──────── Data for review ────────

// SPDX-FileCopyrightText: 2026 Quill Contributors
// SPDX-License-Identifier: MIT OR Apache-2.0

//! Test harness for end-to-end execution tests.
//!
//! `TestHarness` assembles a runtime over a temporary SQLite database and a
//! [`MockProvider`], and offers helpers that wait on request progress
//! through the same attach path real clients use.

use std::sync::Arc;
use std::time::Duration;

use futures::StreamExt;
use quill_agent::{Runtime, RuntimeSettings, Tool, ToolRegistry};
use quill_config::model::StorageConfig;
use quill_core::types::{Submission, ToolCall};
use quill_core::{EventKind, ExecutionEvent, QuillError, StorageAdapter, UsageGate};
use quill_storage::SqliteStorage;
use tokio_util::sync::CancellationToken;

use crate::mock_provider::{MockProvider, MockTurn};

pub const TEST_OWNER: &str = "alice";
pub const TEST_THREAD: &str = "thread-1";

const WAIT_TIMEOUT: Duration = Duration::from_secs(10);

/// Builder for creating test environments with configurable options.
pub struct TestHarnessBuilder {
    turns: Vec<MockTurn>,
    chunk_delay: Duration,
    tools: Vec<Arc<dyn Tool>>,
    usage_gate: Option<Arc<dyn UsageGate>>,
    settings: RuntimeSettings,
    start: bool,
}

impl TestHarnessBuilder {
    fn new() -> Self {
        let mut settings = RuntimeSettings::default();
        settings.worker.retry_backoff = Duration::from_millis(1);
        settings.sweep_interval = Duration::from_secs(3600);
        settings.shutdown_grace = Duration::from_secs(5);
        Self {
            turns: Vec::new(),
            chunk_delay: Duration::ZERO,
            tools: Vec::new(),
            usage_gate: None,
            settings,
            start: true,
        }
    }

    /// Scripted model turns, played in order.
    pub fn with_turns(mut self, turns: Vec<MockTurn>) -> Self {
        self.turns = turns;
        self
    }

    pub fn with_chunk_delay(mut self, delay: Duration) -> Self {
        self.chunk_delay = delay;
        self
    }

    pub fn with_tool(mut self, tool: Arc<dyn Tool>) -> Self {
        self.tools.push(tool);
        self
    }

    pub fn with_usage_gate(mut self, gate: Arc<dyn UsageGate>) -> Self {
        self.usage_gate = Some(gate);
        self
    }

    /// Adjust runtime settings before the runtime is built.
    pub fn with_settings(mut self, adjust: impl FnOnce(&mut RuntimeSettings)) -> Self {
        adjust(&mut self.settings);
        self
    }

    /// Build without starting the job loop, so recovery can be exercised.
    pub fn stopped(mut self) -> Self {
        self.start = false;
        self
    }

    pub async fn build(self) -> Result<TestHarness, QuillError> {
        let temp_dir =
            tempfile::TempDir::new().map_err(|e| QuillError::Storage { source: e.into() })?;
        let database_path = temp_dir.path().join("test.db").to_string_lossy().into_owned();

        let storage = SqliteStorage::new(StorageConfig {
            database_path,
            wal_mode: true,
        });
        storage.initialize().await?;
        let storage: Arc<dyn StorageAdapter> = Arc::new(storage);

        let provider =
            Arc::new(MockProvider::with_turns(self.turns).with_chunk_delay(self.chunk_delay));

        let mut registry = ToolRegistry::new();
        for tool in self.tools {
            registry.register(tool);
        }

        let runtime = match self.usage_gate {
            Some(gate) => Runtime::with_usage_gate(
                storage.clone(),
                provider.clone(),
                registry,
                gate,
                self.settings,
            ),
            None => Runtime::new(storage.clone(), provider.clone(), registry, self.settings),
        };

        let cancel = CancellationToken::new();
        if self.start {
            runtime.start(cancel.clone());
        }

        Ok(TestHarness {
            runtime,
            provider,
            storage,
            cancel,
            _temp_dir: temp_dir,
        })
    }
}

/// A running execution stack backed by a temporary database.
pub struct TestHarness {
    pub runtime: Arc<Runtime>,
    pub provider: Arc<MockProvider>,
    pub storage: Arc<dyn StorageAdapter>,
    pub cancel: CancellationToken,
    _temp_dir: tempfile::TempDir,
}

impl TestHarness {
    pub fn builder() -> TestHarnessBuilder {
        TestHarnessBuilder::new()
    }

    /// Starts the job loop of a harness built with [`TestHarnessBuilder::stopped`].
    pub fn start(&self) {
        self.runtime.start(self.cancel.clone());
    }

    /// Submit `content` as the test owner on the test thread, with a fresh key.
    pub async fn submit(&self, content: &str) -> Result<Submission, QuillError> {
        let key = uuid::Uuid::new_v4().to_string();
        self.runtime
            .submit(TEST_OWNER, &key, TEST_THREAD, content)
            .await
    }

    /// Every event of the request, waiting until it is terminal.
    pub async fn wait_for_terminal(&self, request_id: &str) -> Result<Vec<ExecutionEvent>, QuillError> {
        let stream = self.runtime.attach(TEST_OWNER, request_id, 0).await?;
        let collect = stream.collect::<Vec<_>>();
        let items = tokio::time::timeout(WAIT_TIMEOUT, collect)
            .await
            .map_err(|_| QuillError::Timeout {
                duration: WAIT_TIMEOUT,
            })?;
        items.into_iter().collect()
    }

    /// The first event of `kind`, waiting for it to be appended.
    pub async fn wait_for_event(
        &self,
        request_id: &str,
        kind: EventKind,
    ) -> Result<ExecutionEvent, QuillError> {
        let mut stream = self.runtime.attach(TEST_OWNER, request_id, 0).await?;
        let find = async {
            while let Some(event) = stream.next().await {
                let event = event?;
                if event.payload.kind() == kind {
                    return Ok(event);
                }
            }
            Err(QuillError::Internal(format!(
                "request {request_id} ended without a {kind} event"
            )))
        };
        tokio::time::timeout(WAIT_TIMEOUT, find)
            .await
            .map_err(|_| QuillError::Timeout {
                duration: WAIT_TIMEOUT,
            })?
    }

    /// The tool call the request is paused on, waiting for it to appear.
    pub async fn wait_for_tool_call(&self, request_id: &str) -> Result<ToolCall, QuillError> {
        let event = self.wait_for_event(request_id, EventKind::ToolCall).await?;
        let quill_core::EventPayload::ToolCall { tool_call_id, .. } = event.payload else {
            return Err(QuillError::Internal("tool_call event without id".into()));
        };
        self.storage
            .get_tool_call(&tool_call_id)
            .await?
            .ok_or_else(|| QuillError::not_found("tool call", &tool_call_id))
    }
}

impl Drop for TestHarness {
    fn drop(&mut self) {
        self.cancel.cancel();
    }
}
// SPDX-FileCopyrightText: 2026 Quill Contributors
// SPDX-License-Identifier: MIT OR Apache-2.0

//! Tool call persistence and approval decisions.

use quill_core::QuillError;
use quill_core::types::{ApprovalStatus, ToolCall, now_timestamp};
use rusqlite::{Connection, OptionalExtension, Row, params};

use crate::database::{Database, DbError, map_tr_err};
use crate::queries::requests::request_status;
use crate::queries::{json_column, parse_column};

const TOOL_CALL_COLUMNS: &str = "id, request_id, message_id, name, input, status, reason, output,
     revision, created_at, decided_at";

fn row_to_tool_call(row: &Row<'_>) -> rusqlite::Result<ToolCall> {
    Ok(ToolCall {
        id: row.get(0)?,
        request_id: row.get(1)?,
        message_id: row.get(2)?,
        name: row.get(3)?,
        input: json_column(row, 4)?,
        status: parse_column(row, 5)?,
        reason: row.get(6)?,
        output: row.get(7)?,
        revision: row.get(8)?,
        created_at: row.get(9)?,
        decided_at: row.get(10)?,
    })
}

fn load_tool_call(conn: &Connection, id: &str) -> rusqlite::Result<Option<ToolCall>> {
    conn.query_row(
        &format!("SELECT {TOOL_CALL_COLUMNS} FROM tool_calls WHERE id = ?1"),
        params![id],
        row_to_tool_call,
    )
    .optional()
}

/// Insert a pending tool call. At most one may be pending per request.
pub(crate) fn insert_tool_call(conn: &Connection, tool_call: &ToolCall) -> Result<(), DbError> {
    let pending: Option<String> = conn
        .query_row(
            "SELECT id FROM tool_calls WHERE request_id = ?1 AND status = 'pending'",
            params![tool_call.request_id],
            |row| row.get(0),
        )
        .optional()?;
    if let Some(existing) = pending {
        return Err(QuillError::illegal_transition(
            "tool call",
            format!("{existing} pending"),
            format!("{} pending", tool_call.id),
        )
        .into());
    }

    conn.execute(
        "INSERT INTO tool_calls (id, request_id, message_id, name, input, status, reason, output,
                                 revision, created_at, decided_at)
         VALUES (?1, ?2, ?3, ?4, ?5, ?6, ?7, ?8, ?9, ?10, ?11)",
        params![
            tool_call.id,
            tool_call.request_id,
            tool_call.message_id,
            tool_call.name,
            serde_json::to_string(&tool_call.input)?,
            tool_call.status.to_string(),
            tool_call.reason,
            tool_call.output,
            tool_call.revision,
            tool_call.created_at,
            tool_call.decided_at,
        ],
    )?;
    Ok(())
}

/// Get a tool call by ID.
pub async fn get_tool_call(db: &Database, id: &str) -> Result<Option<ToolCall>, QuillError> {
    let id = id.to_string();
    db.connection()
        .call(move |conn| -> Result<Option<ToolCall>, DbError> { Ok(load_tool_call(conn, &id)?) })
        .await
        .map_err(map_tr_err)
}

/// All tool calls of a request in creation order.
pub async fn list_tool_calls(db: &Database, request_id: &str) -> Result<Vec<ToolCall>, QuillError> {
    let request_id = request_id.to_string();
    db.connection()
        .call(move |conn| -> Result<Vec<ToolCall>, DbError> {
            let mut stmt = conn.prepare(&format!(
                "SELECT {TOOL_CALL_COLUMNS} FROM tool_calls
                 WHERE request_id = ?1 ORDER BY created_at ASC, rowid ASC"
            ))?;
            let rows = stmt
                .query_map(params![request_id], row_to_tool_call)?
                .collect::<Result<Vec<_>, _>>()?;
            Ok(rows)
        })
        .await
        .map_err(map_tr_err)
}

/// Decide a pending tool call.
///
/// Fails with `IllegalTransition` when the owning request is already
/// terminal, and with `AlreadyDecided` when another decision won.
pub async fn decide_tool_call(
    db: &Database,
    id: &str,
    decision: ApprovalStatus,
    reason: Option<&str>,
) -> Result<ToolCall, QuillError> {
    if !decision.is_decided() {
        return Err(QuillError::Validation(
            "a decision must approve, reject, or time out".into(),
        ));
    }

    let id = id.to_string();
    let reason = reason.map(str::to_string);
    db.connection()
        .call(move |conn| -> Result<ToolCall, DbError> {
            let tx = conn.transaction()?;
            let current =
                load_tool_call(&tx, &id)?.ok_or_else(|| QuillError::not_found("tool call", &id))?;

            let request = request_status(&tx, &current.request_id)?;
            if request.is_terminal() {
                return Err(QuillError::illegal_transition("request", request, decision).into());
            }
            if current.status.is_decided() {
                return Err(QuillError::AlreadyDecided {
                    tool_call_id: id,
                    status: current.status.to_string(),
                }
                .into());
            }

            let changed = tx.execute(
                "UPDATE tool_calls
                 SET status = ?2, reason = ?3, revision = revision + 1, decided_at = ?4
                 WHERE id = ?1 AND status = 'pending' AND revision = ?5",
                params![
                    id,
                    decision.to_string(),
                    reason,
                    now_timestamp(),
                    current.revision
                ],
            )?;
            if changed == 0 {
                return Err(QuillError::AlreadyDecided {
                    tool_call_id: id,
                    status: "unknown".into(),
                }
                .into());
            }

            let decided =
                load_tool_call(&tx, &id)?.ok_or_else(|| QuillError::not_found("tool call", &id))?;
            tx.commit()?;
            Ok(decided)
        })
        .await
        .map_err(map_tr_err)
}

/// Record what an executed tool returned.
pub async fn record_tool_output(db: &Database, id: &str, output: &str) -> Result<(), QuillError> {
    let id = id.to_string();
    let output = output.to_string();
    db.connection()
        .call(move |conn| -> Result<(), DbError> {
            let changed = conn.execute(
                "UPDATE tool_calls SET output = ?2, revision = revision + 1 WHERE id = ?1",
                params![id, output],
            )?;
            if changed == 0 {
                return Err(QuillError::not_found("tool call", &id).into());
            }
            Ok(())
        })
        .await
        .map_err(map_tr_err)
}

/// Pending tool calls created strictly before `cutoff`.
pub async fn list_stale_tool_calls(db: &Database, cutoff: &str) -> Result<Vec<ToolCall>, QuillError> {
    let cutoff = cutoff.to_string();
    db.connection()
        .call(move |conn| -> Result<Vec<ToolCall>, DbError> {
            let mut stmt = conn.prepare(&format!(
                "SELECT {TOOL_CALL_COLUMNS} FROM tool_calls
                 WHERE status = 'pending' AND created_at < ?1
                 ORDER BY created_at ASC"
            ))?;
            let rows = stmt
                .query_map(params![cutoff], row_to_tool_call)?
                .collect::<Result<Vec<_>, _>>()?;
            Ok(rows)
        })
        .await
        .map_err(map_tr_err)
}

────────

# Problem details
What lines in the data above carry "model"? Return them all.

# Your solution
use quill_config::model::StorageConfig;
    /// Scripted model turns, played in order.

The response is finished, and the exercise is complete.